体の中での薬の動き:薬物動態(代謝・排泄)
代謝
私たちの体には毒物を解毒する機能が備わっています。自然界の食物には様々な化学物質が含まれており、その化学物質の中には有害物質も含まれています。これら有害物質を無効化するために解毒機能があり、同じように薬も代謝されることで薬としての機能を失っていきます。
薬は主に肝臓で代謝されます。肝臓は異物を無毒化するための代謝酵素をいくつも保有しており、自然界には存在しない化学物質であっても分解する作用をもっています。
口から飲む経口薬を一回だけ服用した場合、血液中の薬の濃度は下の左図のように推移します。 薬の濃度が下がっていくのは、薬物の代謝・排泄が行われたためです。
ここで、複数回に分けて薬を服用すれば上の右図のような血液濃度推移となります。
・素早く代謝・排泄される場合
薬が代謝・排泄される速度が速い場合、薬の効果も素早く消失してしまうことになります。そのため、薬の効果を持続させるためには何回も薬を服用する必要があります。つまり、その分だけ患者さんの負担が増えます。
服用が煩雑でない薬であれば大きな負担とはならないかもしれませんが、注射薬や特殊な薬であれば負担が大きくなります。
その代わりすぐに薬が体から消失するため、副作用が起こった場合は有害な影響を最小限に抑えることができます。
・代謝・排泄される速度が遅い場合
代謝・排泄される速度が遅い薬であれば、薬を投与する回数が少なくて済みます。そのため、服用のしやすさが大幅に向上します。
ただし、この場合は副作用が発生した時に問題となります。有害事象が起こって薬を止めたとしても、代謝・排泄速度が遅いので薬の作用が長い間続くことになります。
そのため、副作用から回復するためには何日もの時間が必要となります。
排泄
薬物は最終的に体の外へ排泄されます。この排泄機構としては、主に「糞中排泄」と「尿中排泄」があります。つまり、「便と一緒に排泄されるか」と「尿と一緒に排泄されるか」の二つです。麻酔薬など薬物が気体の場合、肺から排泄されることもあります。
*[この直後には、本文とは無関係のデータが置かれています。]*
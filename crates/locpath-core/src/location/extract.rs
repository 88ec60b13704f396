//! Directory, basename and extension extraction from a decoded path.
//!
//! These work on raw substrings; the caller decodes each result once more.

/// Everything before the last `/` that precedes any `?` or `#`.
///
/// `"/foo/bar/index.html"` gives `"/foo/bar"`, `"/index.html"` gives `""`.
pub fn dir_part(path: &str) -> &str {
    let limit = path
        .find(|c: char| matches!(c, '?' | '#'))
        .unwrap_or(path.len());
    match path[..limit].rfind('/') {
        Some(slash) => &path[..slash],
        None => "",
    }
}

/// Everything after the last `/`, `?` or `#`.
pub fn base_part(path: &str) -> &str {
    match path.rfind(|c: char| matches!(c, '/' | '?' | '#')) {
        Some(sep) => &path[sep + 1..],
        None => path,
    }
}

/// The final `.xxx` suffix of `base`, dot included.
///
/// The dot must be directly preceded by a character other than `.`, so
/// `".gitignore"` and `"a..txt"` have no extension while `"a.b.c"` has `".c"`.
pub fn ext_part(base: &str) -> &str {
    let Some(dot) = base.rfind('.') else {
        return "";
    };
    let ext = &base[dot..];
    let stem_ends_cleanly = base[..dot]
        .chars()
        .next_back()
        .is_some_and(|c: char| c != '.' && c != '/');

    if ext.len() > 1 && stem_ends_cleanly {
        ext
    } else {
        ""
    }
}

#[cfg(test)]
mod tests {
    use super::*;

    #[test]
    fn dir_of_nested_file() {
        assert_eq!(dir_part("/foo/bar/index.html"), "/foo/bar");
        assert_eq!(dir_part("/foo/bar/"), "/foo/bar");
        assert_eq!(dir_part("/index.html"), "");
        assert_eq!(dir_part("/"), "");
        assert_eq!(dir_part("no-slash"), "");
    }

    #[test]
    fn dir_keeps_doubled_slash_prefix() {
        assert_eq!(dir_part("/a/b//c"), "/a/b/");
    }

    #[test]
    fn dir_stops_at_query_or_hash_characters() {
        assert_eq!(dir_part("/a/b?c/d"), "/a");
        assert_eq!(dir_part("/x#y/z"), "");
    }

    #[test]
    fn base_is_last_segment() {
        assert_eq!(base_part("/foo/bar/index.html"), "index.html");
        assert_eq!(base_part("/foo/bar/"), "");
        assert_eq!(base_part("file"), "file");
        assert_eq!(base_part("/a/b?c/d"), "d");
        assert_eq!(base_part("/a/b?c"), "c");
    }

    #[test]
    fn ext_of_base() {
        assert_eq!(ext_part("index.html"), ".html");
        assert_eq!(ext_part("archive.tar.gz"), ".gz");
        assert_eq!(ext_part("README"), "");
        assert_eq!(ext_part(""), "");
    }

    #[test]
    fn ext_requires_a_clean_stem() {
        assert_eq!(ext_part(".gitignore"), "");
        assert_eq!(ext_part("a..txt"), "");
        assert_eq!(ext_part("x.y.z"), ".z");
    }

    #[test]
    fn ext_requires_a_suffix() {
        assert_eq!(ext_part("trailing."), "");
        assert_eq!(ext_part("."), "");
        assert_eq!(ext_part(".."), "");
    }
}
//! In-memory session history.

use std::sync::{PoisonError, RwLock};

use url::Url;

use super::{LocationSource, Navigator};
use crate::error::ParseError;

/// Session history kept in memory. The last entry is the active location.
#[derive(Debug)]
pub struct MemoryHistory {
    entries: RwLock<Vec<Url>>,
}

impl MemoryHistory {
    /// Starts a history whose only entry is `initial`, which must be absolute.
    pub fn new(initial: &str) -> Result<Self, ParseError> {
        let url = Url::parse(initial).map_err(|source| match source {
            url::ParseError::RelativeUrlWithoutBase => ParseError::MissingBase {
                input: initial.to_string(),
            },
            source => ParseError::InvalidUrl {
                input: initial.to_string(),
                source,
            },
        })?;

        Ok(Self {
            entries: RwLock::new(vec![url]),
        })
    }

    /// All entries, oldest first.
    pub fn entries(&self) -> Vec<String> {
        self.entries
            .read()
            .unwrap_or_else(PoisonError::into_inner)
            .iter()
            .map(|u| u.as_str().to_string())
            .collect()
    }

    pub fn len(&self) -> usize {
        self.entries
            .read()
            .unwrap_or_else(PoisonError::into_inner)
            .len()
    }

    /// Never true: a history always holds its initial entry.
    pub fn is_empty(&self) -> bool {
        false
    }
}

impl LocationSource for MemoryHistory {
    fn current_url(&self) -> String {
        self.entries
            .read()
            .unwrap_or_else(PoisonError::into_inner)
            .last()
            .map(|u| u.as_str().to_string())
            .unwrap_or_default()
    }
}

impl Navigator for MemoryHistory {
    fn push_state(&self, url: &str) -> Result<(), ParseError> {
        let mut entries = self
            .entries
            .write()
            .unwrap_or_else(PoisonError::into_inner);

        let next = match entries.last() {
            Some(current) => current.join(url),
            None => Url::parse(url),
        }
        .map_err(|source| ParseError::InvalidUrl {
            input: url.to_string(),
            source,
        })?;

        tracing::debug!("history push {}", next);
        entries.push(next);
        Ok(())
    }
}

#[cfg(test)]
mod tests {
    use super::*;

    #[test]
    fn starts_with_initial_entry() {
        let history = MemoryHistory::new("http://localhost/app/index.html").unwrap();
        assert_eq!(history.current_url(), "http://localhost/app/index.html");
        assert_eq!(history.len(), 1);
        assert!(!history.is_empty());
    }

    #[test]
    fn rejects_relative_initial_entry() {
        let err = MemoryHistory::new("/app").unwrap_err();
        assert!(matches!(err, ParseError::MissingBase { .. }));
    }

    #[test]
    fn push_resolves_against_current() {
        let history = MemoryHistory::new("http://localhost/app/index.html").unwrap();
        history.push_state("settings?tab=1").unwrap();
        assert_eq!(history.current_url(), "http://localhost/app/settings?tab=1");
        history.push_state("/root").unwrap();
        assert_eq!(
            history.entries(),
            vec![
                "http://localhost/app/index.html",
                "http://localhost/app/settings?tab=1",
                "http://localhost/root",
            ]
        );
    }

    #[test]
    fn failed_push_keeps_current_entry() {
        let history = MemoryHistory::new("http://localhost/").unwrap();
        assert!(history.push_state("http://[::1").is_err());
        assert_eq!(history.len(), 1);
        assert_eq!(history.current_url(), "http://localhost/");
    }
}
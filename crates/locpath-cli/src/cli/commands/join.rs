//! `locpath join <fragment>...`.

use anyhow::Result;

use super::CliLocator;

pub fn run_join(locator: &CliLocator, fragments: &[String]) -> Result<()> {
    println!("{}", locator.join(fragments)?);
    Ok(())
}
糞中から排泄される場合、肝臓の影響を受けます。つまり、糞中から排泄されるということは、肝臓によって薬の代謝や消化管への排泄(胆汁排泄)が行われているということを意味します。このように、薬の排泄には肝臓が大きく関わっています。
それと同じように、薬の排泄には腎臓も大きく関わっています。薬物排泄のメカニズムとして「尿と一緒に排泄される」という機構を紹介しましたが、尿は腎臓で作られています。
腎臓は「肝臓によって薬が代謝された物質」と「肝臓で代謝されていない未変化体の薬」の両方とも尿として体外へ排泄します。
このように、薬物の排泄には「肝臓」と「腎臓」の二つが大きく関わっていることを認識していただければと思います。薬によって「主に肝臓によって排泄される薬」があれば、「主に腎臓によって排泄される薬」とさまざまな機構が存在します。
・肝臓、腎臓の機能が弱っている人の場合
薬の副作用を考える場合、肝臓や腎臓が弱っている人は特に注意する必要があります。なぜなら薬の血液中の濃度が高まり、副作用が強く出てしまう恐れがあるためです。
前述の通り、薬は肝臓・腎臓によって代謝・排泄されます。この二つの臓器の機能が弱い場合、薬の代謝・排泄が通常の人よりも遅いことが考えられます。
そのため、通常の人と同じ薬物量を投与してしまうと、薬の作用が強く出すぎてしまいます。
肝硬変や腎機能障害などの疾患を患っているために肝臓・腎臓の機能が弱っている患者さんでは、「薬の投与量を減らす」などの対策を行う必要があります。
このように、ただ薬を投与すると言っても、患者さんに合わせて考えなければいけないことはたくさんあります。